Police in Orange will begin fining people for breaching self-isolation laws and for not following the government's new social-distancing measures.
On Sunday night the Federal Government issue an edict limiting gatherings to no more than two people, with the exception of families, to ensure people stay a safe distance from each other.
Central West Police District commander Superintendent Steve Kentwell said police would begin issuing the fines of $1000 to individuals and $5000 to businesses which failed to comply with the new laws.
These laws have now come into force, with police able to issue court attendance notices - which could result in up to an $11,000 fine if convicted.
No people in Orange have been charged as of Monday, but the grace period of offering warnings is now over.
Supt Kentwell urged the public to follow the "important" restrictions.
"Make no bones about it, this is serious and the government is doing this to stop the spread of this virus and protect the vulnerable in our community and our elderly. It's important - please comply with these restrictions," he said.

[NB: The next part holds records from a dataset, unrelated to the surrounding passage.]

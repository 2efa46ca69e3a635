use log::warn;
use serde::{Serialize, Deserialize};

use crate::Float;
use crate::descriptor::hog_cell::{HogCell,HogCellMut};

pub const DEFAULT_NUM_ROWS: usize = 8;
pub const DEFAULT_NUM_COLS: usize = 8;
pub const DEFAULT_CELL_NUM_BINS: usize = 8;

/// Grid of num_rows x num_cols orientation histograms with cell_num_bins bins each.
/// Cell (r,c) occupies data[(r*num_cols+c)*cell_num_bins..][..cell_num_bins].
#[derive(Debug,Clone,PartialEq,Serialize,Deserialize)]
#[serde(from = "DescriptorData")]
pub struct HogDescriptor {
    num_rows: usize,
    num_cols: usize,
    cell_num_bins: usize,
    data: Vec<Float>
}

#[derive(Deserialize)]
struct DescriptorData {
    num_rows: usize,
    num_cols: usize,
    cell_num_bins: usize,
    data: Vec<Float>
}

impl From<DescriptorData> for HogDescriptor {
    fn from(raw: DescriptorData) -> HogDescriptor {
        HogDescriptor::from_data(raw.num_rows, raw.num_cols, raw.cell_num_bins, raw.data)
    }
}

impl Default for HogDescriptor {
    fn default() -> HogDescriptor {
        HogDescriptor::new(DEFAULT_NUM_ROWS, DEFAULT_NUM_COLS, DEFAULT_CELL_NUM_BINS)
    }
}

impl HogDescriptor {

    pub fn new(num_rows: usize, num_cols: usize, cell_num_bins: usize) -> HogDescriptor {
        HogDescriptor {
            num_rows,
            num_cols,
            cell_num_bins,
            data: vec![0.0; num_rows*num_cols*cell_num_bins]
        }
    }

    /// Takes ownership of existing histogram data. Data of the wrong length is discarded with a warning and
    /// the descriptor is zero filled instead.
    pub fn from_data(num_rows: usize, num_cols: usize, cell_num_bins: usize, data: Vec<Float>) -> HogDescriptor {
        let expected = num_rows*num_cols*cell_num_bins;
        if data.len() != expected {
            warn!("HogDescriptor {}x{}x{} passed an incompatible data vector of length {}, expected {}", num_rows, num_cols, cell_num_bins, data.len(), expected);
            return HogDescriptor::new(num_rows, num_cols, cell_num_bins);
        }
        HogDescriptor{num_rows, num_cols, cell_num_bins, data}
    }

    pub fn from_slice(num_rows: usize, num_cols: usize, cell_num_bins: usize, data: &[Float]) -> HogDescriptor {
        HogDescriptor::from_data(num_rows, num_cols, cell_num_bins, data.to_vec())
    }

    pub fn num_rows(&self) -> usize { self.num_rows }
    pub fn num_cols(&self) -> usize { self.num_cols }
    pub fn num_cells(&self) -> usize { self.num_rows*self.num_cols }
    pub fn cell_num_bins(&self) -> usize { self.cell_num_bins }
    pub fn data_store_size(&self) -> usize { self.num_cells()*self.cell_num_bins }

    pub fn as_slice(&self) -> &[Float] {
        &self.data
    }

    pub fn into_vec(self) -> Vec<Float> {
        self.data
    }

    pub fn zero(&mut self) -> () {
        for v in self.data.iter_mut() {
            *v = 0.0;
        }
    }

    /// Replaces the storage with zeros when the shape changes. Does nothing otherwise.
    pub fn reshape(&mut self, num_rows: usize, num_cols: usize, cell_num_bins: usize) -> () {
        if self.has_shape(num_rows, num_cols, cell_num_bins) {
            return;
        }
        *self = HogDescriptor::new(num_rows, num_cols, cell_num_bins);
    }

    /// Assignment: adopts the shape of other and deep copies its storage.
    pub fn copy_from(&mut self, other: &HogDescriptor) -> () {
        self.num_rows = other.num_rows;
        self.num_cols = other.num_cols;
        self.cell_num_bins = other.cell_num_bins;
        self.data.clear();
        self.data.extend_from_slice(&other.data);
    }

    pub fn has_shape(&self, num_rows: usize, num_cols: usize, cell_num_bins: usize) -> bool {
        self.num_rows == num_rows && self.num_cols == num_cols && self.cell_num_bins == cell_num_bins
    }

    pub fn cell(&self, row: usize, col: usize) -> HogCell<'_> {
        let start = self.cell_offset(row, col);
        HogCell::new(&self.data[start..start+self.cell_num_bins])
    }

    pub fn cell_mut(&mut self, row: usize, col: usize) -> HogCellMut<'_> {
        let start = self.cell_offset(row, col);
        let end = start+self.cell_num_bins;
        HogCellMut::new(&mut self.data[start..end])
    }

    /// All cells in row-major order.
    pub fn cells(&self) -> impl Iterator<Item = HogCell<'_>> + '_ {
        let bins = self.cell_num_bins;
        (0..self.num_cells()).map(move |i| HogCell::new(&self.data[i*bins..(i+1)*bins]))
    }

    fn cell_offset(&self, row: usize, col: usize) -> usize {
        assert!(row < self.num_rows && col < self.num_cols, "HoG cell ({},{}) out of range for a {}x{} descriptor", row, col, self.num_rows, self.num_cols);
        (row*self.num_cols + col)*self.cell_num_bins
    }
}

"We've done a number of cautions initially but from this point forward that period's sort of passed," Supt Kentwell said.
"We're looking now that if anyone is in breach of those orders we will be implementing these fines.
"Disturbingly there has been a number of cases reported to us where we've begun to intervene and issue warnings in relation to self isolation."
He "absolutely" encouraged the public to call in and report breaches of the new laws.
"Crime Stoppers have the ability to make those reports and we encourage people to make those reports in case there are breaches they're concerned about," Supt Kentwell said.
He also said officers would be patrolling the city, with a focus on shopping centres, to ensure laws were being complied with and to ensure people remained civil in checkouts but commended the public for by and large behaving well.
"I have to commend, most people are behaving appropriately and taking this seriously - we're not having as much panic buying as we did initially," Supt Kentwell said.
He also applauded the efforts of cafes to become takeaway-only venues, and for the public to practice social distancing while waiting.
Supt Kentwell said the day-to-day job of policing wouldn't change and it was "business as usual" for regular police duties.
"We have the capability to respond to our normal day-to-day duties as well as respond to as necessary the currently laws we have as a result of the virus," he said.